Sunday, December 4, 2011

Spaghetti Carbonara with Asparagus

Ingredients:
2 large eggs
2 Tb grated parmigiano cheese
salt, pepper

1 lb asparagus, chopped into long pieces

10 oz spaghetti, regular or whole grain
2 tsp olive oil
3 cloves garlic minced
4 oz nitrate free ham, cut in pieces
1/4 cup soaked dried tomato halves, chopped

Beat eggs, cheese and salt and pepper in large bowl while water for pasta is coming to boil. Cook asparagus in water 4 minutes, scoop out and set aside. I put them in a colander in the sink so I can pour the pasta water over it to reheat at the last second. Put spaghetti on to boil and while timing, cook (in another pan) garlic for a bit in oil adding ham and tomatoes half way through the cooking time. Scoop out a mug of pasta water and then drain spaghetti and immediately dump on egg mixture, stirring quickly. Add ham mixture and continue to stir, adding a bit of pasta water to thin if needed. Serve with asparagus on side, unless you have asparagus lovers in your house, then you can add the raw veggie to cook with the spaghetti during the last 4 minutes of its cook time.
Serves 4- 10 points plus per serving

Menu Monday December 5-11th

When I plan out my week, I try to keep similar Points Plus values to my meals and snacks in order to make things easier. Breakfast tends to be 6-7, lunch a bit less, supper around 10 with a couple snacks or a beer in there as well. As the weeks go on, feel free to comment things so that I can tailor the menu a bit. Also pay attention to the suggestions at the bottom if you are dealing with "selective" eaters in your house. All recipes I am posting with be four servings unless otherwise noted. If there are two of you in the house, you have two choices. Handy huh? You can either half the recipe or you can make the full batch and have left-overs for your lunch the next 2 days. Remember, that little scale that is somewhere in your kitchen is your friend...

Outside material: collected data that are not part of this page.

use chrono::{Duration, NaiveDate, NaiveDateTime, Timelike};
use serde::Serialize;

use crate::records::category::{Bucket, Category};
use crate::records::timestamp::{minutes_from_start_of_day, parse_api_timestamp};
use crate::records::{CallRecord, CategoryPalette};

/// Cumulative 5-minute series for the summary graph: engaged outcomes vs
/// drop-offs, today only. Labels are minutes from midnight.
#[derive(Debug, Clone, Default, Serialize)]
pub struct SummarySeries {
    pub labels: Vec<String>,
    pub engaged: Vec<usize>,
    pub drop_off: Vec<usize>,
}

const SUMMARY_STEP_MINUTES: u32 = 5;

pub fn summary_series(records: &[CallRecord], now: NaiveDateTime) -> SummarySeries {
    let today = now.date();
    let today_minutes: Vec<(u32, Bucket)> = records
        .iter()
        .filter_map(|r| {
            let ts = parse_api_timestamp(&r.timestamp)?;
            (ts.date() == today)
                .then(|| (minutes_from_start_of_day(ts), r.category.bucket()))
        })
        .collect();

    let Some(&earliest) = today_minutes.iter().map(|(m, _)| m).min() else {
        return SummarySeries::default();
    };
    let latest = today_minutes.iter().map(|(m, _)| *m).max().unwrap_or(0);

    let start = (earliest / SUMMARY_STEP_MINUTES) * SUMMARY_STEP_MINUTES;
    // The series runs to now even when the last call was earlier, so the
    // chart's right edge tracks the clock.
    let end = minutes_from_start_of_day(now).max(latest);

    let mut series = SummarySeries::default();
    let mut boundary = start;
    while boundary <= end {
        series.labels.push(boundary.to_string());
        let engaged = today_minutes
            .iter()
            .filter(|(m, b)| *m <= boundary && *b == Bucket::Engaged)
            .count();
        let drop_off = today_minutes
            .iter()
            .filter(|(m, b)| *m <= boundary && *b == Bucket::DropOff)
            .count();
        series.engaged.push(engaged);
        series.drop_off.push(drop_off);
        boundary += SUMMARY_STEP_MINUTES;
    }
    series
}

#[derive(Debug, Clone, Serialize)]
pub struct StatDataset {
    pub label: &'static str,
    pub color: String,
    pub data: Vec<usize>,
}

/// Hourly or daily statistics series. One dataset per shown category.
#[derive(Debug, Clone, Default, Serialize)]
pub struct StatSeries {
    /// "Time (Hour)" for a single-day series, "Date" otherwise.
    pub axis: &'static str,
    pub labels: Vec<String>,
    pub datasets: Vec<StatDataset>,
}

fn hour_label(hour: u32) -> String {
    let display = match hour % 12 {
        0 => 12,
        h => h,
    };
    let ampm = if hour < 12 { "AM" } else { "PM" };
    format!("{display} {ampm}")
}

fn date_label(date: NaiveDate) -> String {
    date.format("%b %-d").to_string()
}

/// Build the statistics series. Records spanning a single calendar day are
/// bucketed by hour over the observed hour range; otherwise by calendar
/// date over the full earliest..latest range. Every bucket in range is
/// emitted, zeros included — the chart needs a dense series.
pub fn statistics_series(
    records: &[CallRecord],
    selected: &[Category],
    palette: &CategoryPalette,
) -> StatSeries {
    let shown: Vec<Category> = if selected.is_empty() {
        Category::ALL.to_vec()
    } else {
        selected.to_vec()
    };

    let parsed: Vec<(NaiveDateTime, Category)> = records
        .iter()
        .filter(|r| selected.is_empty() || selected.contains(&r.category))
        .filter_map(|r| parse_api_timestamp(&r.timestamp).map(|ts| (ts, r.category)))
        .collect();

    let Some(earliest) = parsed.iter().map(|(ts, _)| *ts).min() else {
        return StatSeries::default();
    };
    let latest = parsed.iter().map(|(ts, _)| *ts).max().unwrap_or(earliest);

    if earliest.date() == latest.date() {
        let start_hour = parsed.iter().map(|(ts, _)| ts.hour()).min().unwrap_or(0);
        let end_hour = parsed.iter().map(|(ts, _)| ts.hour()).max().unwrap_or(0);
        let hours: Vec<u32> = (start_hour..=end_hour).collect();

        StatSeries {
            axis: "Time (Hour)",
            labels: hours.iter().map(|&h| hour_label(h)).collect(),
            datasets: shown
                .iter()
                .map(|&cat| StatDataset {
                    label: cat.label(),
                    color: palette.color_for(cat),
                    data: hours
                        .iter()
                        .map(|&h| {
                            parsed
                                .iter()
                                .filter(|(ts, c)| ts.hour() == h && *c == cat)
                                .count()
                        })
                        .collect(),
                })
                .collect(),
        }
    } else {
        let mut dates = Vec::new();
        let mut date = earliest.date();
        while date <= latest.date() {
            dates.push(date);
            date += Duration::days(1);
        }

        StatSeries {
            axis: "Date",
            labels: dates.iter().map(|&d| date_label(d)).collect(),
            datasets: shown
                .iter()
                .map(|&cat| StatDataset {
                    label: cat.label(),
                    color: palette.color_for(cat),
                    data: dates
                        .iter()
                        .map(|&d| {
                            parsed
                                .iter()
                                .filter(|(ts, c)| ts.date() == d && *c == cat)
                                .count()
                        })
                        .collect(),
                })
                .collect(),
        }
    }
}
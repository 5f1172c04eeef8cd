/// Default page size, matching the client dashboard table.
pub const DEFAULT_PAGE_SIZE: usize = 25;

pub fn total_pages(len: usize, page_size: usize) -> usize {
    len.div_ceil(page_size.max(1))
}

/// Reset to page 1 when the current index exceeds the new page count
/// (happens after a filter change shrinks the set). An empty set has zero
/// pages and also resets to 1.
pub fn clamp_page(page: usize, total_pages: usize) -> usize {
    let page = page.max(1);
    if page > total_pages {
        1
    } else {
        page
    }
}

/// Slice out one page: `[(page-1)*size, page*size)`.
pub fn paginate<T>(items: &[T], page: usize, page_size: usize) -> &[T] {
    let page = page.max(1);
    let start = (page - 1).saturating_mul(page_size).min(items.len());
    let end = start.saturating_add(page_size).min(items.len());
    &items[start..end]
}

#[cfg(test)]
mod tests {
    use super::*;

    #[test]
    fn pages_are_bounded_and_lossless() {
        let items: Vec<u32> = (0..53).collect();
        let size = 25;
        let pages = total_pages(items.len(), size);
        assert_eq!(pages, 3);

        let mut rebuilt = Vec::new();
        for p in 1..=pages {
            let page = paginate(&items, p, size);
            assert!(page.len() <= size);
            rebuilt.extend_from_slice(page);
        }
        assert_eq!(rebuilt, items);
    }

    #[test]
    fn out_of_range_page_is_empty_slice() {
        let items: Vec<u32> = (0..10).collect();
        assert!(paginate(&items, 5, 25).is_empty());
    }

    #[test]
    fn page_resets_when_beyond_total() {
        assert_eq!(clamp_page(4, 2), 1);
        assert_eq!(clamp_page(2, 2), 2);
        assert_eq!(clamp_page(0, 2), 1);
    }

    #[test]
    fn empty_set_resets_to_page_one() {
        // A filter change can empty the set while the cursor is deep in.
        assert_eq!(clamp_page(3, 0), 1);
        assert_eq!(clamp_page(1, 0), 1);
    }

    #[test]
    fn empty_set_has_zero_pages() {
        assert_eq!(total_pages(0, 25), 0);
        let empty: [u32; 0] = [];
        assert!(paginate(&empty, 1, 25).is_empty());
    }
}
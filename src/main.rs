use anyhow::{anyhow, bail, Context, Result};
use chrono::Local;
use clap::{Args, Parser, Subcommand};
use std::path::PathBuf;
use xdial::api::{ApiClient, ApiError, DEFAULT_BASE_URL};
use xdial::config;
use xdial::export;
use xdial::output::{json as json_out, table};
use xdial::records::category::Category;
use xdial::records::group::{group_by_number, GroupedCalls};
use xdial::records::{normalize_calls, CategoryPalette};
use xdial::report::outcomes::{
    outcome_summary, selected_filters_percentage, stage_category_stats,
};
use xdial::report::series::{statistics_series, summary_series};
use xdial::report::sort::{sort_grouped, sort_records, SortDirection, SortKey};
use xdial::report::{grouped_matches_search, page, Filters, StageFilters};
use xdial::session::{self, Session};

#[derive(Parser)]
#[command(name = "xdial", version, about = "xdial — call campaign reporting for the xLiteCore dialer API")]
struct Cli {
    #[command(subcommand)]
    command: Commands,

    /// Output as JSON
    #[arg(long, global = true)]
    json: bool,

    /// API base URL
    #[arg(long, global = true, env = "XDIAL_BASE_URL")]
    base_url: Option<String>,

    /// Bearer token (overrides the saved session)
    #[arg(long, global = true, env = "XDIAL_TOKEN")]
    token: Option<String>,
}

/// Filter flags shared by the reporting commands.
#[derive(Args)]
struct FilterArgs {
    /// Start date (YYYY-MM-DD, default: today)
    #[arg(long)]
    start_date: Option<String>,

    /// End date (YYYY-MM-DD)
    #[arg(long)]
    end_date: Option<String>,

    /// Start time (HH:MM), applied to --start-date
    #[arg(long)]
    start_time: Option<String>,

    /// End time (HH:MM), applied to --end-date
    #[arg(long)]
    end_time: Option<String>,

    /// Match phone numbers and categories (case-insensitive)
    #[arg(long)]
    search: Option<String>,

    /// Filter by list ID (substring match)
    #[arg(long)]
    list: Option<String>,

    /// Filter by outcome category (repeatable)
    #[arg(long = "outcome")]
    outcomes: Vec<String>,

    /// Quick time range: 5m, 15m, 1h, today
    #[arg(long)]
    range: Option<String>,

    /// Quick-range anchor: now (wall clock) or latest (newest record)
    #[arg(long, default_value = "now")]
    anchor: String,
}

impl FilterArgs {
    fn fetch_start(&self) -> String {
        self.start_date
            .clone()
            .unwrap_or_else(|| Local::now().format("%Y-%m-%d").to_string())
    }

    fn to_filters(&self) -> Result<Filters> {
        let outcomes = self
            .outcomes
            .iter()
            .map(|o| o.parse::<Category>().map_err(|e| anyhow!(e)))
            .collect::<Result<Vec<_>>>()?;
        Ok(Filters {
            search: self.search.clone(),
            list_id: self.list.clone(),
            outcomes,
            start_date: self.start_date.clone(),
            start_time: self.start_time.clone(),
            end_date: self.end_date.clone(),
            end_time: self.end_time.clone(),
            quick_range: self
                .range
                .as_deref()
                .map(|r| r.parse().map_err(|e: String| anyhow!(e)))
                .transpose()?,
            anchor: self.anchor.parse().map_err(|e: String| anyhow!(e))?,
        })
    }
}

/// Flags for the grouped stages view. Stage rows filter by free-text search
/// and per-stage category selections only; the flat-view predicates (list,
/// outcome, quick ranges) do not apply there.
#[derive(Args)]
struct StageArgs {
    /// Start date (YYYY-MM-DD, default: today)
    #[arg(long)]
    start_date: Option<String>,

    /// End date (YYYY-MM-DD)
    #[arg(long)]
    end_date: Option<String>,

    /// Match phone numbers, voice names, and stage categories
    #[arg(long)]
    search: Option<String>,
}

impl StageArgs {
    fn fetch_start(&self) -> String {
        self.start_date
            .clone()
            .unwrap_or_else(|| Local::now().format("%Y-%m-%d").to_string())
    }
}

#[derive(Subcommand)]
enum Commands {
    /// Log in and save the session
    Login {
        /// Username (falls back to config)
        #[arg(long)]
        username: Option<String>,

        /// Password (falls back to XDIAL_PASSWORD, then config)
        #[arg(long)]
        password: Option<String>,

        /// Print the token without saving a session
        #[arg(long)]
        no_store: bool,
    },

    /// Clear the saved session
    Logout,

    /// List campaigns for a client
    Campaigns {
        /// Client ID (default: the logged-in user)
        client_id: Option<String>,
    },

    /// Show dashboard call records for a campaign
    Dashboard {
        /// Campaign ID
        campaign_id: String,

        #[command(flatten)]
        filters: FilterArgs,

        /// Sort by: id, phone, list-id, category, timestamp
        #[arg(long, default_value = "id")]
        sort: String,

        /// Sort descending
        #[arg(long)]
        desc: bool,

        /// Page number
        #[arg(long, default_value = "1")]
        page: usize,

        /// Records per page
        #[arg(long, default_value = "25")]
        page_size: usize,

        /// Include transcript snippets
        #[arg(long)]
        transcripts: bool,
    },

    /// Show calls grouped by phone number with per-stage columns
    Stages {
        /// Campaign ID
        campaign_id: String,

        #[command(flatten)]
        filters: StageArgs,

        /// Per-stage category filter, e.g. 2:Qualified,DNC (repeatable)
        #[arg(long = "stage-filter")]
        stage_filters: Vec<String>,

        /// Sort by: id, phone, voice, list-id, timestamp, stageN
        #[arg(long, default_value = "id")]
        sort: String,

        /// Sort descending
        #[arg(long)]
        desc: bool,

        /// Page number
        #[arg(long, default_value = "1")]
        page: usize,

        /// Numbers per page
        #[arg(long, default_value = "25")]
        page_size: usize,

        /// Print per-stage category breakdowns
        #[arg(long)]
        stats: bool,
    },

    /// Show outcome counts and percentages
    Outcomes {
        /// Campaign ID
        campaign_id: String,

        #[command(flatten)]
        filters: FilterArgs,
    },

    /// Show call volume over time
    Series {
        /// Campaign ID
        campaign_id: String,

        #[command(flatten)]
        filters: FilterArgs,

        /// summary (cumulative engaged vs drop-off, today) or stats
        /// (per-category by hour or day)
        #[arg(long, default_value = "stats")]
        mode: String,

        /// Restrict stats mode to these categories (repeatable)
        #[arg(long = "category")]
        categories: Vec<String>,
    },

    /// List call recordings for a campaign
    Recordings {
        /// Campaign ID
        campaign_id: String,

        /// Date (YYYY-MM-DD, default: today)
        #[arg(long)]
        date: Option<String>,

        /// Page number
        #[arg(long, default_value = "1")]
        page: u32,

        /// Recordings per page
        #[arg(long, default_value = "25")]
        page_size: u32,

        /// Sort by field
        #[arg(long, default_value = "time")]
        sort: String,

        /// Sort descending
        #[arg(long)]
        desc: bool,
    },

    /// Show available export lists and categories
    ExportOptions {
        /// Campaign ID
        campaign_id: String,
    },

    /// Download call data as CSV
    Export {
        /// Campaign ID
        campaign_id: String,

        /// List IDs to include (repeatable; default: all)
        #[arg(long = "list")]
        lists: Vec<String>,

        /// Categories to include (repeatable; default: all)
        #[arg(long = "category")]
        categories: Vec<String>,

        /// Start date (YYYY-MM-DD)
        #[arg(long)]
        start_date: Option<String>,

        /// End date (YYYY-MM-DD)
        #[arg(long)]
        end_date: Option<String>,

        /// Output path (default: export_{campaign}_{timestamp}.csv)
        #[arg(long)]
        output: Option<PathBuf>,
    },

    /// Show the public integration form configuration
    IntegrationForm,

    /// Submit an integration request
    IntegrationRequest {
        /// JSON payload, or @path to read it from a file
        payload: String,
    },

    /// Show or initialize ~/.xdial/config.toml
    Config {
        /// Create a default config file if none exists
        #[arg(long)]
        init: bool,
    },
}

Monday (Run 2 miles, strength)
Oatmeal, blueberries, brown sugar, milk
Open face with 4 ham slices, 1 swiss, mustard, lettuce, apple, carrot sticks
Big raw salad, 2 PP worth dressing, Spaghetti Carbonara, asparagus
Almonds

Tuesday (Spin)
1 egg and 2 whites, wedge laughing cow cheese on English muffin
1 slice toast, peanut butter, apple, celery
2 grilled chicken thighs(5oz), 1 cup brown rice, broccoli, tomato and red onions with balsamic
MGD 64

Wednesday (Run 2 miles, weigh in)
1 small or 1/2 large muffin, string cheese
Kids Flatout, can tuna, olive oil mayo 1Tb, lettuce, grapes, 1/4 oz chocolate
4 oz lean steak, winter squash, sugar snap peas
5 c air popped corn with hot sauce
cheese stick

Thursday (Step class, strength)
Mulitgrain bagel, 2 T hummus
1 sliced boiled egg, 8 Triscuit, grapes, carrots
1 can Progresso Lentil soup, 5 saltines
1/2 c cottage cheese, pineapple

Friday (Run 2 miles,)
Kashi Golean, 1/2 cup milk, banana
Open face 3 slice turkey, mustard, lettuce, 1 cup Progresso minestrone
Fish fry, pizza or something I have been craving for the week keep to about 20 points

Saturday (P90 or kickbox tape)
Soft cooked egg, 1 slice toast with 1 T strawberry jam and 1/2 slice swiss, fruit of choice
Any leftover soup from the week, cereal or an open face sandwich with veggies
Chili, leftover rice, pickles, onions (stay away from cheese, you can't taste it anyway)

Sunday (Day off)
Kids choice, I may or may not eat it, or will stick with cereal
My birthday, so who knows? Will not eat breakfast as we have brunch on Sundays so will try to make good choices depending on where we go and what I had for supper on Friday.

One thing to remember, I weigh in on Wednesday, so Friday tends to be my splurge day. If you are a Sunday weigh-er, that might not work for you.